Сейчас же после того, как Тома проводил своего посетителя до выходного трапа, и тотчас же вслед за тем, как он остался один в кают-компании, широко открылась дверь, давно уже полуоткрытая, и из нее вышла подслушивавшая Хуана.
Тома сидел и размышлял. Она подошла к нему и ударила его по плечу.
— Так-с! — сказала она насмешлива — Теперь мы стали паиньками, раз такова воля короля! Тома, дружок… где твоя соха?
Он не понял.
— Моя соха?
— Ну да, черт возьми! — сказала она. — Твоя соха! Ты разве не станешь хлебопашцем?
Он пожал плечами и не ответил. Она усилила натиск, оскорбляя его словами и жестами.
— Дело идет о твоей голове, мой Тома! Чтобы спасти такую голову, как твоя, — прекрасную голову, еще бы, — чего не сделаешь! Ну же! Грабли, борону, заступ, лопату! Когда слезаем мы на берег?
Он топнул ногой.
— Молчи! — прогремел он. — Кто говорит о том, чтобы слезать на берег?
Она прикинулась крайне удивленной.
— Как, сердечко мое, ты намерен ослушаться? Ослушаться этого доброго губернатора де Кюсси Тарена, столь верного твоего друга? Ты хочешь его огорчить? Неужели, против его желания, ты хочешь снова каперствовать?
Он отвернулся, склонив голову набок.
— Это-то нет, — сказал он, — не сразу теперь…
Она разразилась презрительным смехом.
— Трус! — крикнула она, перемежая крик порывами смеха. — Трус! О, я это хорошо знала!
Он подступил к ней, сжимая кулаки.
— Знала что?
Она перестала смеяться, посмотрела на него, — ее черные глаза метали молнии.
— Ты спрашиваешь? — крикнула она. — Ты смеешь спрашивать?
Он решительно тряхнул головой.
— Отвечай, шлюха!.. Ты знала что?
Она яростно сжала пальцы.
— Трус! — повторила она. — Я знала, что ты испугаешься и подчинишься, и что ты подожмешь хвост, трусливая собака! Я знала, что ты рад будешь спастись от войн и сражений, как ты всегда спасался от опасностей и опасных тебе людей, как ты спасался от…
Она остановилась, несмотря на свою дерзость, в нерешительности под ужасным взглядом корсара. Но тотчас же устыдилась своего колебания, ибо она была храбра.
— Как ты спасался от всех моих любовников! Как ты спасался…
Она не договорила. Впервые поднял он на нее руку. Он ударил. И удар свалил ее, с разбитым носом и окровавленным ртом.
Он бросился на поверженное тело и снова ударил, свирепый, опьяненный, готовый ее убить.
— Молчи! — вопил он. — Молчи!
Но яростным усилием она приподнялась на локтях.

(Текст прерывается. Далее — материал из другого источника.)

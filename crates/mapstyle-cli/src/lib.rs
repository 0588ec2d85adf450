//! CLI library components for the mapstyle composer.

pub mod commands;
pub mod logging;
pub mod render;
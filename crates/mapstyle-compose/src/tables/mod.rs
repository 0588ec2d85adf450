//! Condition table generators.
//!
//! Every generator returns a [`mapstyle_model::ConditionTable`], which always
//! ends with the unconditional default row.

mod categorical;
mod filter;
mod gradient;
mod range;

pub use categorical::{
    BUILDING_PURPOSE, BUILDING_PURPOSE_ATTRIBUTE, BUILDING_STRUCTURE, BUILDING_STRUCTURE_ATTRIBUTE,
    CategoryColor, categorical_table,
};
pub use filter::{combine_filters, compile_range_filter, filter_table};
pub use gradient::{MAX_GRADIENT_STEPS, gradient, gradient_color_table, gradient_domain, gradient_table};
pub use range::{
    DEFAULT_MISSING_VALUE, FLOOD_RANK, HEIGHT_ATTRIBUTE, HEIGHT_BANDS, RangeColor,
    numeric_range_table,
};
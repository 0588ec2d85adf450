//! Cleanse fragments undoing a module's effect.
//!
//! Cleanse fragments write `null` to every property a module type may set,
//! which the renderer reads as "restore the default".

use mapstyle_model::{Facet, ModuleType, Patch, StyleModule, TemplateLibrary};
use serde_json::Value;

use crate::flatten::flatten;
use crate::merge::{MergeModule, MergePass, merge_overrides};

const COLOR_FACETS: [Facet; 4] = [Facet::Marker, Facet::Polyline, Facet::Polygon, Facet::Tiles3d];

fn nulls(props: &[(Facet, &str)]) -> Patch {
    let mut patch = Patch::new();
    for (facet, property) in props {
        patch.set(*facet, property, Value::Null);
    }
    patch
}

/// Static cleanse fragment for a module type.
#[must_use]
pub fn cleanse_for_type(module_type: ModuleType) -> Option<Patch> {
    let patch = match module_type {
        ModuleType::Template | ModuleType::SwitchGroup | ModuleType::SwitchDataset => return None,
        ModuleType::SwitchVisibility => {
            let props: Vec<(Facet, &str)> = COLOR_FACETS.iter().map(|facet| (*facet, "show")).collect();
            nulls(&props)
        }
        ModuleType::PointColor => nulls(&[(Facet::Marker, "pointColor")]),
        ModuleType::PolylineColor => nulls(&[(Facet::Polyline, "strokeColor")]),
        ModuleType::PolygonColor => nulls(&[(Facet::Polygon, "fillColor")]),
        ModuleType::BuildingColor | ModuleType::BuildingTransparency => {
            nulls(&[(Facet::Tiles3d, "color")])
        }
        ModuleType::BuildingFilter => nulls(&[(Facet::Tiles3d, "show")]),
        ModuleType::BuildingShadow => nulls(&[(Facet::Tiles3d, "shadows")]),
        ModuleType::ColorGradient => {
            let props: Vec<(Facet, &str)> = COLOR_FACETS
                .iter()
                .map(|facet| (*facet, facet.color_property()))
                .collect();
            nulls(&props)
        }
    };
    Some(patch)
}

/// Cleanse fragment contributed by `module` in a cleanse pass.
///
/// Dataset switches contribute their stored `cleanseOverride`. Every other
/// type contributes its static fragment; a stored `cleanseOverride` on those
/// types is ignored.
#[must_use]
pub fn cleanse_fragment(module: &StyleModule) -> Option<Patch> {
    let module_type = module.module_type();
    if module_type == ModuleType::SwitchDataset {
        return module
            .cleanse_override
            .clone()
            .or_else(|| cleanse_for_type(module_type));
    }
    cleanse_for_type(module_type)
}

/// Fragment to carry into the next pass after `module` is removed.
///
/// Template modules cleanse their expanded components too.
#[must_use]
pub fn removal_cleanse(module: &StyleModule, templates: &TemplateLibrary) -> Option<Patch> {
    let expanded = flatten(std::slice::from_ref(module), templates);
    let entries: Vec<MergeModule<'_>> = expanded.iter().map(MergeModule::inactive).collect();
    merge_overrides(MergePass::Cleanse, &entries, None, None)
}
use thiserror::Error;

#[derive(Debug, Error)]
pub enum ModelError {
    #[error("io error: {0}")]
    Io(#[from] std::io::Error),
    #[error("invalid json: {0}")]
    Json(#[from] serde_json::Error),
    #[error("{0}")]
    Message(String),
}

pub type Result<T> = std::result::Result<T, ModelError>;
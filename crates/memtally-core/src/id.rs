//! Strongly-typed identifiers used across the accounting tree.
//!
//! Downstream crates (fragment init, the query registry) should *not* use raw
//! integers or strings for query identity.

use serde::{Deserialize, Serialize};
use std::fmt;
use uuid::Uuid;

/// Opaque identifier for a query. All fragments of one query share an id, so
/// registry lookups collapse onto a single per-query tracker.
#[derive(Debug, Clone, Copy, PartialEq, Eq, Hash, Serialize, Deserialize, Ord, PartialOrd)]
#[serde(transparent)]
pub struct QueryId(Uuid);

impl QueryId {
    pub const fn new(v: Uuid) -> Self {
        Self(v)
    }

    /// Fresh random id, for coordinators that mint query ids locally.
    pub fn random() -> Self {
        Self(Uuid::new_v4())
    }

    pub const fn get(self) -> Uuid {
        self.0
    }
}

impl fmt::Display for QueryId {
    fn fmt(&self, f: &mut fmt::Formatter<'_>) -> fmt::Result {
        write!(f, "QueryId({})", self.0)
    }
}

— Трус, трус! — вопила она сильнее, чем он вопил. — Трус, ты меня хочешь убить, но не смеешь убить других! Трус, трус! Лучше удирай, спасайся, беги! Отправляйся пахать свое поле, поле, которое ты получишь от своего Кюсси ценой своей трусости! Трус, трус!..
Он все бил. Она снова упала, замолчав, наконец, обессилев и потеряв энергию, и вдруг зарычала от боли и ярости. Тогда он бросил ее, отпихнув бесчувственное тело ногой.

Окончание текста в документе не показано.